My wildest dreams are coming true and I'm sitting here with Alex across the table, alive, breathing, blinking his eyes, bowing his head, drinking champagne. Somehow I don't feel the orgasmic pleasure I thought I would. I'm trying to recall my memories and daydreams but he's too real here in front of me. And I feel strange. He doesn't ooze danger - I'm not afraid - nor is he any more that beautiful innocent-looking young man who knew how to blush... I still wonder how he managed to do that... a man whom I supposed to be the essence of male beauty fallen into my rough hands, well past their prime, a man who turned from my gentle lover into an enemy thug within a single night. Now... nothing good or bad exists around him when I see him in front of me. He's somehow beyond it and there's no difference between nanobots and cherry jam on his erect nipples any more.

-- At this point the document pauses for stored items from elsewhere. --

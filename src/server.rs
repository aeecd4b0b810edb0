//! HTTP and websocket transport.
//!
//! One websocket endpoint carries the whole game protocol; two plain HTTP
//! endpoints expose read-only listings. Each socket gets a writer task that
//! drains the connection's outbound queue, so game logic never awaits a
//! network send.
//!
//! The first frame on a socket decides admission: `join`, `create_room`, or
//! `join_room`. A `move` before admission is rejected without touching any
//! registry.

use std::net::SocketAddr;
use std::sync::Arc;
use std::time::Duration;

use axum::extract::ws::{Message, WebSocket, WebSocketUpgrade};
use axum::extract::State;
use axum::http::StatusCode;
use axum::response::{IntoResponse, Response};
use axum::routing::get;
use axum::{Json, Router};
use futures::stream::SplitStream;
use futures::{SinkExt, StreamExt};
use tokio::sync::mpsc;
use tower_http::trace::TraceLayer;
use tracing::{debug, info, warn};

use crate::engine::Engine;
use crate::message::{ClientMessage, ServerMessage};
use crate::state::connection::ClientHandle;
use crate::state::session::SharedSession;

/// How long a fresh socket has to send its admission message.
const FIRST_MESSAGE_DEADLINE: Duration = Duration::from_secs(30);

/// Interval between websocket keepalive pings.
const PING_INTERVAL: Duration = Duration::from_secs(30);

/// Read deadline, reset by any inbound frame. Pong replies to the keepalive
/// pings keep a quiet but live connection under this.
const READ_DEADLINE: Duration = Duration::from_secs(75);

pub fn router(engine: Arc<Engine>) -> Router {
    Router::new()
        .route("/ws", get(ws_handler))
        .route("/rooms", get(list_rooms))
        .route("/leaderboard", get(leaderboard))
        .layer(TraceLayer::new_for_http())
        .with_state(engine)
}

/// Bind and serve until the process is stopped.
pub async fn serve(engine: Arc<Engine>) -> anyhow::Result<()> {
    engine.spawn_reaper();
    let addr = SocketAddr::from(([0, 0, 0, 0], engine.config().port));
    let listener = tokio::net::TcpListener::bind(addr).await?;
    info!(%addr, "listening");
    axum::serve(listener, router(engine)).await?;
    Ok(())
}

async fn ws_handler(ws: WebSocketUpgrade, State(engine): State<Arc<Engine>>) -> impl IntoResponse {
    ws.on_upgrade(move |socket| handle_socket(socket, engine))
}

async fn list_rooms(State(engine): State<Arc<Engine>>) -> Response {
    Json(engine.waiting_rooms().await).into_response()
}

async fn leaderboard(State(engine): State<Arc<Engine>>) -> Response {
    match engine.leaderboard() {
        Ok(leaderboard) => Json(leaderboard).into_response(),
        Err(err) => {
            warn!(%err, "leaderboard read failed");
            (
                StatusCode::INTERNAL_SERVER_ERROR,
                Json(serde_json::json!({ "error": "store unavailable" })),
            )
                .into_response()
        }
    }
}

async fn handle_socket(socket: WebSocket, engine: Arc<Engine>) {
    let (mut sink, mut stream) = socket.split();
    let (tx, mut rx) = mpsc::unbounded_channel::<ServerMessage>();

    // Writer task: drains the outbound queue and keeps the socket alive.
    // Exits when every sender (the handle clones held by the registries and
    // this function) is gone.
    let writer = tokio::spawn(async move {
        let mut ping = tokio::time::interval(PING_INTERVAL);
        ping.tick().await; // immediate first tick
        loop {
            tokio::select! {
                queued = rx.recv() => {
                    let Some(message) = queued else { break };
                    let text = match serde_json::to_string(&message) {
                        Ok(text) => text,
                        Err(err) => {
                            warn!(%err, "failed to encode outbound message");
                            continue;
                        }
                    };
                    if sink.send(Message::Text(text)).await.is_err() {
                        break;
                    }
                }
                _ = ping.tick() => {
                    if sink.send(Message::Ping(Vec::new())).await.is_err() {
                        break;
                    }
                }
            }
        }
    });

    let handle = admit(&engine, &mut stream, &tx).await;
    if let Some(handle) = &handle {
        read_loop(&engine, &mut stream, handle).await;
        engine.disconnect(&handle.username).await;
    }

    // Let any queued error payload flush before the socket drops.
    drop(handle);
    drop(tx);
    let _ = writer.await;
}

/// Read the admission message and run it. Returns the admitted handle, or
/// `None` if the socket should close.
async fn admit(
    engine: &Arc<Engine>,
    stream: &mut SplitStream<WebSocket>,
    tx: &mpsc::UnboundedSender<ServerMessage>,
) -> Option<ClientHandle> {
    let first = tokio::time::timeout(FIRST_MESSAGE_DEADLINE, next_text(stream)).await;
    let text = match first {
        Ok(Some(text)) => text,
        Ok(None) => return None,
        Err(_) => {
            debug!("socket sent no admission message before deadline");
            return None;
        }
    };

    let message = match serde_json::from_str::<ClientMessage>(&text) {
        Ok(message) => message,
        Err(err) => {
            debug!(%err, "unparseable admission message");
            send_error(tx, "invalid message");
            return None;
        }
    };

    if !message.admits_connection() {
        send_error(tx, "expected join, create_room, or join_room");
        return None;
    }

    match message {
        ClientMessage::Join { username, game_id } => {
            let handle = ClientHandle::new(username, tx.clone());
            engine.connect(handle.clone()).await;
            engine.join(&handle, game_id).await;
            Some(handle)
        }
        ClientMessage::CreateRoom {
            username,
            room_name,
        } => {
            let handle = ClientHandle::new(username, tx.clone());
            engine.connect(handle.clone()).await;
            engine.create_room(&handle, room_name).await;
            Some(handle)
        }
        ClientMessage::JoinRoom { username, room_id } => {
            let handle = ClientHandle::new(username, tx.clone());
            engine.connect(handle.clone()).await;
            if let Err(err) = engine.join_room(&handle, &room_id).await {
                send_error(tx, &err.to_string());
                engine.disconnect(&handle.username).await;
                return None;
            }
            Some(handle)
        }
        ClientMessage::Move { .. } => None, // rejected above
    }
}

/// Post-admission message loop. The session a connection is playing in is
/// cached once resolved; a `gameId` in the message re-resolves it.
async fn read_loop(
    engine: &Arc<Engine>,
    stream: &mut SplitStream<WebSocket>,
    handle: &ClientHandle,
) {
    let mut current: Option<Arc<SharedSession>> = None;

    while let Some(text) = next_text(stream).await {
        let message = match serde_json::from_str::<ClientMessage>(&text) {
            Ok(message) => message,
            Err(err) => {
                debug!(username = %handle.username, %err, "unparseable message");
                handle.send(ServerMessage::Error {
                    error: "invalid message".to_string(),
                });
                continue;
            }
        };

        match message {
            ClientMessage::Move { game_id, col } => {
                let session = match &game_id {
                    Some(id) => match &current {
                        Some(s) if s.id == *id => Some(s.clone()),
                        _ => engine.find_session(id).await,
                    },
                    None => current.clone(),
                };
                match session {
                    Some(session) => {
                        current = Some(session.clone());
                        engine.apply_move(&session, col).await;
                    }
                    None => handle.send(ServerMessage::Error {
                        error: "game not found".to_string(),
                    }),
                }
            }
            _ => handle.send(ServerMessage::Error {
                error: "unexpected message".to_string(),
            }),
        }
    }
}

/// Next text frame, skipping control frames. `None` when the socket closes
/// or goes silent past the read deadline.
async fn next_text(stream: &mut SplitStream<WebSocket>) -> Option<String> {
    loop {
        let frame = tokio::time::timeout(READ_DEADLINE, stream.next())
            .await
            .ok()??;
        match frame {
            Ok(Message::Text(text)) => return Some(text),
            Ok(Message::Close(_)) | Err(_) => return None,
            Ok(_) => continue,
        }
    }
}

fn send_error(tx: &mpsc::UnboundedSender<ServerMessage>, error: &str) {
    let _ = tx.send(ServerMessage::Error {
        error: error.to_string(),
    });
}

#[cfg(test)]
mod tests {
    use super::*;
    use crate::config::Config;
    use crate::events::FileEventSink;
    use crate::store::{FileStore, Storage};
    use axum::body::Body;
    use axum::http::Request;
    use http_body_util::BodyExt;
    use tower::ServiceExt;

    fn test_engine(dir: &std::path::Path) -> Arc<Engine> {
        let config = Config {
            data_dir: dir.to_path_buf(),
            ..Config::default()
        };
        let store = FileStore::open(dir).unwrap();
        Engine::new(config, Storage::file_only(store), Box::new(FileEventSink::new(dir)))
    }

    #[tokio::test]
    async fn test_rooms_endpoint_empty() {
        let dir = tempfile::tempdir().unwrap();
        let app = router(test_engine(dir.path()));

        let response = app
            .oneshot(Request::builder().uri("/rooms").body(Body::empty()).unwrap())
            .await
            .unwrap();

        assert_eq!(response.status(), StatusCode::OK);
        let body = response.into_body().collect().await.unwrap().to_bytes();
        let rooms: serde_json::Value = serde_json::from_slice(&body).unwrap();
        assert_eq!(rooms, serde_json::json!([]));
    }

    #[tokio::test]
    async fn test_leaderboard_endpoint() {
        let dir = tempfile::tempdir().unwrap();
        let engine = test_engine(dir.path());

        let store = FileStore::open(dir.path()).unwrap();
        use crate::store::GameStore;
        store.increment_winner("alice").unwrap();

        let response = router(engine)
            .oneshot(
                Request::builder()
                    .uri("/leaderboard")
                    .body(Body::empty())
                    .unwrap(),
            )
            .await
            .unwrap();

        assert_eq!(response.status(), StatusCode::OK);
        let body = response.into_body().collect().await.unwrap().to_bytes();
        let leaderboard: serde_json::Value = serde_json::from_slice(&body).unwrap();
        assert_eq!(leaderboard["alice"], 1);
    }

    #[tokio::test]
    async fn test_unknown_route_is_404() {
        let dir = tempfile::tempdir().unwrap();
        let app = router(test_engine(dir.path()));

        let response = app
            .oneshot(
                Request::builder()
                    .uri("/nonexistent")
                    .body(Body::empty())
                    .unwrap(),
            )
            .await
            .unwrap();
        assert_eq!(response.status(), StatusCode::NOT_FOUND);
    }
}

He lifts the champagne flute to his lips and takes a sip. I've never seen a more beautiful mouth on a man than his. Such a small, delicate Cupid's bow. I wonder what has been done with it... what else has he licked like he licks his lips in a sensual appeal... how many screams of pain have been drawn over them... how many drops of vodka were left on their wet, smooth surface in autumn evenings spent drinking at the bar... how many times this softest skin was broken to let the crimson blood spill over it... how many times his pink tongue licked them seductively before this mouth was invaded with a male organ... And it doesn't matter to me any longer. I wonder if I will ever understand him and I know I won't.
I stand up to start the CD. I feel his eyes following me, but that is already a familiar feeling. When the disk begins playing, I walk up to him and hold out my hand. Krycek rises from the chair. He puts his real hand on my shoulder and I take his fake one in mine, and wonder why we never danced when he still had both hands. Probably because I never thought all would be over that fast.
I feel like an old romantic idiot. I wonder what he could be thinking right now. However, Alex lays his head on my shoulder, and I hold him closer to me.
Candles silently burn; it is so quiet. With the last notes of music I lift him in my arms and head towards the stairs. It's like a way of light leading up; a tiny candle is lighting each step I'm going to take with my precious load.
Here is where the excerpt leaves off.